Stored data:

*** Block opens ***

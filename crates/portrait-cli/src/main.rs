use std::sync::atomic::{AtomicU32, Ordering};
use std::sync::{Arc, Mutex};

use anyhow::Context;
use async_trait::async_trait;
use chrono::TimeDelta;
use serde::Serialize;
use tokio::time::{Duration, sleep};
use tracing::info;
use tracing_subscriber::EnvFilter;
use ulid::Ulid;

use portrait_core::app::{
    Cancellation, CleanupReport, ExpiryService, GenerationPipeline, LifecycleMonitor,
};
use portrait_core::config::LifecycleConfig;
use portrait_core::domain::{
    ArtifactId, ArtifactRecord, Caller, GenerationOutcome, ImageSnapshot, ImageStatus,
    LifecycleError, ModelId, OwnerId, RemoteJobId, TrainingStatus,
};
use portrait_core::impls::{InMemoryArtifactStore, InMemoryBlobStore};
use portrait_core::observability::ArtifactCounts;
use portrait_core::ports::{ArtifactStore, Clock, ModelProvider, SystemClock, UlidGenerator};

/// Stand-in for the remote provider: training finishes on the
/// `training_ready_at`-th check, images on the `images_ready_at`-th listing.
struct SimulatedProvider {
    training_ready_at: u32,
    images_ready_at: u32,
    training_checks: AtomicU32,
    image_checks: AtomicU32,
    requested: Mutex<Vec<ArtifactId>>,
}

impl SimulatedProvider {
    fn new(training_ready_at: u32, images_ready_at: u32) -> Self {
        Self {
            training_ready_at,
            images_ready_at,
            training_checks: AtomicU32::new(0),
            image_checks: AtomicU32::new(0),
            requested: Mutex::new(Vec::new()),
        }
    }

    fn requested(&self) -> Vec<ArtifactId> {
        self.requested
            .lock()
            .unwrap_or_else(|e| e.into_inner())
            .clone()
    }
}

#[async_trait]
impl ModelProvider for SimulatedProvider {
    async fn training_status(&self, job: &RemoteJobId) -> Result<TrainingStatus, LifecycleError> {
        let n = self.training_checks.fetch_add(1, Ordering::Relaxed) + 1;
        let raw = if n >= self.training_ready_at {
            "succeeded"
        } else {
            "processing"
        };
        info!(job = %job, check = n, raw, "simulated training status");
        Ok(TrainingStatus::from_provider(raw))
    }

    async fn request_images(
        &self,
        _model: &ModelId,
        artifacts: &[ArtifactId],
    ) -> Result<(), LifecycleError> {
        self.requested
            .lock()
            .unwrap_or_else(|e| e.into_inner())
            .extend_from_slice(artifacts);
        Ok(())
    }

    async fn image_statuses(&self, _model: &ModelId) -> Result<Vec<ImageSnapshot>, LifecycleError> {
        let n = self.image_checks.fetch_add(1, Ordering::Relaxed) + 1;
        let done = n >= self.images_ready_at;
        Ok(self
            .requested()
            .into_iter()
            .map(|artifact_id| ImageSnapshot {
                artifact_id,
                status: if done {
                    ImageStatus::Completed
                } else {
                    ImageStatus::Generating
                },
                result_url: done
                    .then(|| format!("https://cdn.example/portraits/{artifact_id}.png")),
            })
            .collect())
    }
}

#[derive(Debug, Serialize)]
struct Summary {
    outcome: GenerationOutcome,
    expiring_soon: usize,
    cleanup: CleanupReport,
    counts: ArtifactCounts,
}

fn load_config() -> anyhow::Result<LifecycleConfig> {
    match std::env::args().nth(1) {
        Some(path) => {
            let raw = std::fs::read_to_string(&path)
                .with_context(|| format!("reading config file {path}"))?;
            LifecycleConfig::from_json(&raw).with_context(|| format!("parsing {path}"))
        }
        None => LifecycleConfig::from_env().context("reading PORTRAIT_* environment"),
    }
}

#[tokio::main]
async fn main() -> anyhow::Result<()> {
    let filter = EnvFilter::try_from_default_env().unwrap_or_else(|_| EnvFilter::new("info"));
    tracing_subscriber::fmt().with_env_filter(filter).init();

    let config = load_config()?;
    info!(?config, "configuration loaded");

    let store = Arc::new(InMemoryArtifactStore::new());
    let blobs = Arc::new(InMemoryBlobStore::new());
    let clock: Arc<dyn Clock> = Arc::new(SystemClock);
    let provider = Arc::new(SimulatedProvider::new(2, 2));

    let pipeline = GenerationPipeline::new(
        provider,
        store.clone(),
        clock.clone(),
        Arc::new(UlidGenerator::new(SystemClock)),
        &config,
    );
    let owner = OwnerId::from_ulid(Ulid::new());
    let admin = Caller::admin(OwnerId::from_ulid(Ulid::new()));

    // 1) 学習待ち → 画像生成
    let outcome = pipeline
        .run(
            &RemoteJobId::new("train-demo"),
            &ModelId::new("model-demo"),
            4,
            owner,
            &Cancellation::never(),
        )
        .await?;
    for image in &outcome.images {
        blobs.put(image.artifact_id, image.url.clone()).await;
    }

    let expiry = Arc::new(
        ExpiryService::new(store.clone(), clock.clone(), &config).with_blob_store(blobs.clone()),
    );

    // 2) 生成直後の画像を監視（初回 tick は即時）
    let monitor = LifecycleMonitor::new(expiry.clone(), config.monitor_interval());
    for image in &outcome.images {
        let id = image.artifact_id;
        monitor.start(id, owner, move |lifetime| {
            println!("{id}: {} ({:?})", lifetime.label, lifetime.tier());
        });
    }
    sleep(Duration::from_millis(200)).await;
    info!(active = monitor.active_count(), "monitors running");
    monitor.stop_all_and_join().await;

    // 3) 古い画像を 1 件置いて掃除
    let stale_at = clock.now() - TimeDelta::hours(2);
    let stale_id = ArtifactId::from_ulid(Ulid::new());
    let mut stale = ArtifactRecord::new(stale_id, owner, None, stale_at);
    stale.start(stale_at)?;
    stale.complete(format!("https://cdn.example/portraits/{stale_id}.png"), stale_at)?;
    store.insert(stale).await?;
    blobs.put(stale_id, "stale.png").await;

    let expiring_soon = expiry.list_expiring_soon(&admin).await?.len();
    let cleanup = expiry.cleanup_expired(&admin).await?;
    let counts = store.counts_by_status().await?;

    let summary = Summary {
        outcome,
        expiring_soon,
        cleanup,
        counts,
    };
    println!("{}", serde_json::to_string_pretty(&summary)?);
    Ok(())
}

*** Block closes ***

**PROBLEM DETAILS**
Reproduce all the data exactly. Include every line.

**THE ANSWER**
filename crates/portrait-cli/src/main.rs
use std::sync::atomic::{AtomicU32, Ordering};
use std::sync::{Arc, Mutex};

use anyhow::Context;
use async_trait::async_trait;
use chrono::TimeDelta;
use serde::Serialize;
use tokio::time::{Duration, sleep};
use tracing::info;
use tracing_subscriber::EnvFilter;
use ulid::Ulid;

use portrait_core::app::{
    Cancellation, CleanupReport, ExpiryService, GenerationPipeline, LifecycleMonitor,
};
use portrait_core::config::LifecycleConfig;
use portrait_core::domain::{
    ArtifactId, ArtifactRecord, Caller, GenerationOutcome, ImageSnapshot, ImageStatus,
    LifecycleError, ModelId, OwnerId, RemoteJobId, TrainingStatus,
};
use portrait_core::impls::{InMemoryArtifactStore, InMemoryBlobStore};
use portrait_core::observability::ArtifactCounts;
use portrait_core::ports::{ArtifactStore, Clock, ModelProvider, SystemClock, UlidGenerator};

/// Stand-in for the remote provider: training finishes on the
/// `training_ready_at`-th check, images on the `images_ready_at`-th listing.
struct SimulatedProvider {
    training_ready_at: u32,
    images_ready_at: u32,
    training_checks: AtomicU32,
    image_checks: AtomicU32,
    requested: Mutex<Vec<ArtifactId>>,
}

impl SimulatedProvider {
    fn new(training_ready_at: u32, images_ready_at: u32) -> Self {
        Self {
            training_ready_at,
            images_ready_at,
            training_checks: AtomicU32::new(0),
            image_checks: AtomicU32::new(0),
            requested: Mutex::new(Vec::new()),
        }
    }

    fn requested(&self) -> Vec<ArtifactId> {
        self.requested
            .lock()
            .unwrap_or_else(|e| e.into_inner())
            .clone()
    }
}

#[async_trait]
impl ModelProvider for SimulatedProvider {
    async fn training_status(&self, job: &RemoteJobId) -> Result<TrainingStatus, LifecycleError> {
        let n = self.training_checks.fetch_add(1, Ordering::Relaxed) + 1;
        let raw = if n >= self.training_ready_at {
            "succeeded"
        } else {
            "processing"
        };
        info!(job = %job, check = n, raw, "simulated training status");
        Ok(TrainingStatus::from_provider(raw))
    }

    async fn request_images(
        &self,
        _model: &ModelId,
        artifacts: &[ArtifactId],
    ) -> Result<(), LifecycleError> {
        self.requested
            .lock()
            .unwrap_or_else(|e| e.into_inner())
            .extend_from_slice(artifacts);
        Ok(())
    }

    async fn image_statuses(&self, _model: &ModelId) -> Result<Vec<ImageSnapshot>, LifecycleError> {
        let n = self.image_checks.fetch_add(1, Ordering::Relaxed) + 1;
        let done = n >= self.images_ready_at;
        Ok(self
            .requested()
            .into_iter()
            .map(|artifact_id| ImageSnapshot {
                artifact_id,
                status: if done {
                    ImageStatus::Completed
                } else {
                    ImageStatus::Generating
                },
                result_url: done
                    .then(|| format!("https://cdn.example/portraits/{artifact_id}.png")),
            })
            .collect())
    }
}

#[derive(Debug, Serialize)]
struct Summary {
    outcome: GenerationOutcome,
    expiring_soon: usize,
    cleanup: CleanupReport,
    counts: ArtifactCounts,
}

fn load_config() -> anyhow::Result<LifecycleConfig> {
    match std::env::args().nth(1) {
        Some(path) => {
            let raw = std::fs::read_to_string(&path)
                .with_context(|| format!("reading config file {path}"))?;
            LifecycleConfig::from_json(&raw).with_context(|| format!("parsing {path}"))
        }
        None => LifecycleConfig::from_env().context("reading PORTRAIT_* environment"),
    }
}

#[tokio::main]
async fn main() -> anyhow::Result<()> {
    let filter = EnvFilter::try_from_default_env().unwrap_or_else(|_| EnvFilter::new("info"));
    tracing_subscriber::fmt().with_env_filter(filter).init();

    let config = load_config()?;
    info!(?config, "configuration loaded");

    let store = Arc::new(InMemoryArtifactStore::new());
    let blobs = Arc::new(InMemoryBlobStore::new());
    let clock: Arc<dyn Clock> = Arc::new(SystemClock);
    let provider = Arc::new(SimulatedProvider::new(2, 2));

    let pipeline = GenerationPipeline::new(
        provider,
        store.clone(),
        clock.clone(),
        Arc::new(UlidGenerator::new(SystemClock)),
        &config,
    );
    let owner = OwnerId::from_ulid(Ulid::new());
    let admin = Caller::admin(OwnerId::from_ulid(Ulid::new()));

    // 1) 学習待ち → 画像生成
    let outcome = pipeline
        .run(
            &RemoteJobId::new("train-demo"),
            &ModelId::new("model-demo"),
            4,
            owner,
            &Cancellation::never(),
        )
        .await?;
    for image in &outcome.images {
        blobs.put(image.artifact_id, image.url.clone()).await;
    }

    let expiry = Arc::new(
        ExpiryService::new(store.clone(), clock.clone(), &config).with_blob_store(blobs.clone()),
    );

    // 2) 生成直後の画像を監視（初回 tick は即時）
    let monitor = LifecycleMonitor::new(expiry.clone(), config.monitor_interval());
    for image in &outcome.images {
        let id = image.artifact_id;
        monitor.start(id, owner, move |lifetime| {
            println!("{id}: {} ({:?})", lifetime.label, lifetime.tier());
        });
    }
    sleep(Duration::from_millis(200)).await;
    info!(active = monitor.active_count(), "monitors running");
    monitor.stop_all_and_join().await;

    // 3) 古い画像を 1 件置いて掃除
    let stale_at = clock.now() - TimeDelta::hours(2);
    let stale_id = ArtifactId::from_ulid(Ulid::new());
    let mut stale = ArtifactRecord::new(stale_id, owner, None, stale_at);
    stale.start(stale_at)?;
    stale.complete(format!("https://cdn.example/portraits/{stale_id}.png"), stale_at)?;
    store.insert(stale).await?;
    blobs.put(stale_id, "stale.png").await;

    let expiring_soon = expiry.list_expiring_soon(&admin).await?.len();
    let cleanup = expiry.cleanup_expired(&admin).await?;
    let counts = store.counts_by_status().await?;

    let summary = Summary {
        outcome,
        expiring_soon,
        cleanup,
        counts,
    };
    println!("{}", serde_json::to_string_pretty(&summary)?);
    Ok(())
}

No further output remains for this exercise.